Today’s Christian college students are challenging a common misconception
By Meredith Flynn
Spend any time on a Christian college campus and students there will probably fill you in on the major knock against their chosen school: it’s a bubble. The term is used to describe the sheltered environment that nurtures them while they’re in school, but may not prepare them for the real world once they graduate.
The commonly told tale isn’t merely an urban legend, said college senior Drew McKay.
“It very easily could be a bubble,” said McKay, in his fifth year at Boyce College in Louisville, Ky. The theology student from Medaryville, Ind., is in Boyce’s seminary track, meaning he’ll earn bachelor’s and master’s degrees in five years.
“Part of going to a Christian university is a safe place to learn about the doctrines of the Bible without necessarily being challenged outright by faculty members and fellow students,” said McKay.
A 2017 analysis of data by Pew Research Center indicates a college education can bolster the faith of Christian students, particularly among evangelicals. Those who are college graduates are slightly more likely to attend weekly services and pray daily than those with some or no college. They’re also more likely to say religion is very important, and to believe in God with absolute certainty.
Taking that faith to the real world after college, though, is a different matter. McKay looked for an off-campus job where he could put into practice the things he was learning at Boyce. The school, which is the undergraduate arm of Southern Baptist Theological Seminary, requires the same core curriculum of every student, whether they’re majoring in Bible or business administration. That means courses in world religions or apologetics—defending your Christian faith—help students understand how beliefs influence how other people think and act.
For McKay, who’s planning to be a youth minister, another way out of the bubble is through time spent with experienced leaders and fellow students.
“The education I’m getting is wonderful,” he said. “It’s great that I’ve got a theological base and a way to study the Bible. But that’s really half of what I need for ministry.
“Being able to spend time with professors in class and out of class, even to be able to see how to be a good father, husband, pastor, leader, has been one of the huge takeaways for me.” And while he may not share the same specific calling—youth ministry—with every Boyce student, they are all pursuing gospel service, McKay said.
“As ministry gets hard, because it will, I’ll have people to lean on.”
At Judson University in Elgin, Ill., Professor Stacie Burtelson’s students are learning how to approach their future vocation through a Christian lens. For the future architects, that means learning to create environments that communicate the value and dignity of human life. Judson was the first Christian university with an accredited architecture program, Burtelson said, because there was a need for Christians in the field to have a place to come together and think about the intersection of vocation and faith.

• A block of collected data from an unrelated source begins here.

//! Forest predictor.

use ndarray::{ArrayView1, ArrayView2};

use crate::inference::common::PredictionOutput;
use crate::repr::gbdt::Forest;

/// Computes raw margins for a [`Forest`].
///
/// ```
/// use xgb_inference::inference::Predictor;
/// use xgb_inference::repr::gbdt::{Forest, TreeBuilder};
/// use ndarray::array;
///
/// let mut b = TreeBuilder::with_n_nodes(3);
/// b.set_numeric_split(0, 0, 0.5, true, 1, 2);
/// b.set_leaf(1, 1.0);
/// b.set_leaf(2, 2.0);
///
/// let mut forest = Forest::for_regression().with_base_score(vec![0.5]);
/// forest.push_tree(b.build(), 0);
///
/// let output = Predictor::new(&forest).predict(array![[0.3], [0.7]].view());
/// assert_eq!(output.as_slice(), &[1.5, 2.5]);
/// ```
#[derive(Debug, Clone, Copy)]
pub struct Predictor<'f> {
    forest: &'f Forest,
    tree_weights: Option<&'f [f32]>,
}

impl<'f> Predictor<'f> {
    pub fn new(forest: &'f Forest) -> Self {
        Self {
            forest,
            tree_weights: None,
        }
    }

    /// Scale each tree's leaf output by a per-tree weight (DART).
    ///
    /// `weights` must hold one entry per tree.
    pub fn with_tree_weights(mut self, weights: &'f [f32]) -> Self {
        debug_assert_eq!(weights.len(), self.forest.n_trees());
        self.tree_weights = Some(weights);
        self
    }

    #[inline]
    pub fn n_groups(&self) -> usize {
        self.forest.n_groups() as usize
    }

    #[inline]
    pub fn forest(&self) -> &Forest {
        self.forest
    }

    /// Write margins for one sample into `output` (length `n_groups`).
    pub fn predict_row_into(&self, sample: ArrayView1<'_, f32>, output: &mut [f32]) {
        debug_assert_eq!(output.len(), self.n_groups());
        output.copy_from_slice(self.forest.base_score());

        for (tree_idx, (tree, group)) in self.forest.trees_with_groups().enumerate() {
            let weight = self.tree_weights.map_or(1.0, |w| w[tree_idx]);
            output[group as usize] += weight * tree.predict_row(sample);
        }
    }

    /// Margins for every row of `features`, shape `(n_rows, n_groups)`.
    pub fn predict(&self, features: ArrayView2<'_, f32>) -> PredictionOutput {
        let mut output = PredictionOutput::zeros(features.nrows(), self.n_groups());
        for (row_idx, sample) in features.rows().into_iter().enumerate() {
            self.predict_row_into(sample, output.row_mut(row_idx));
        }
        output
    }
}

The next generation of architects is aware of what’s going on in the world, said the professor, who is in her 16th year at Judson. And they want to help. Her undergraduate students focus on humanitarian architecture, the part of the field dedicated to helping people displaced by war, natural disasters, and poverty.
Instruction is still focused on code and the proper structures, Burtelson said, but there is also a focus on how the Christian architect can enter the conversation about what is happening in the world.
Her students are working to answer this question: What does Scripture say about how Christians can use their vocational skills to engage social issues and public need? This spring, sophomore architecture students designed models of emergency shelters. The exercise is based on a national competition sponsored by Samaritan’s Purse.
Students in Judson’s graduate program focus more on community-based architecture, thinking through how the Christian architect should approach each project with the goal of helping people thrive in the spaces they create.
“Looking at it from the Christian worldview lens, the ultimate goal isn’t about self or even about being thanked for the work you’ve done. It’s not about notoriety and getting published in this journal or that journal, but it’s about answering the call and really glorifying God,” Burtelson said. The work of a Christian architect might look similar to that of a non-Christian, she added, but the Christian’s work is kingdom work.
That work can build bridges—sometimes literally—to the gospel, Burtelson said, “when you show Christ caring through what you do for those in need.”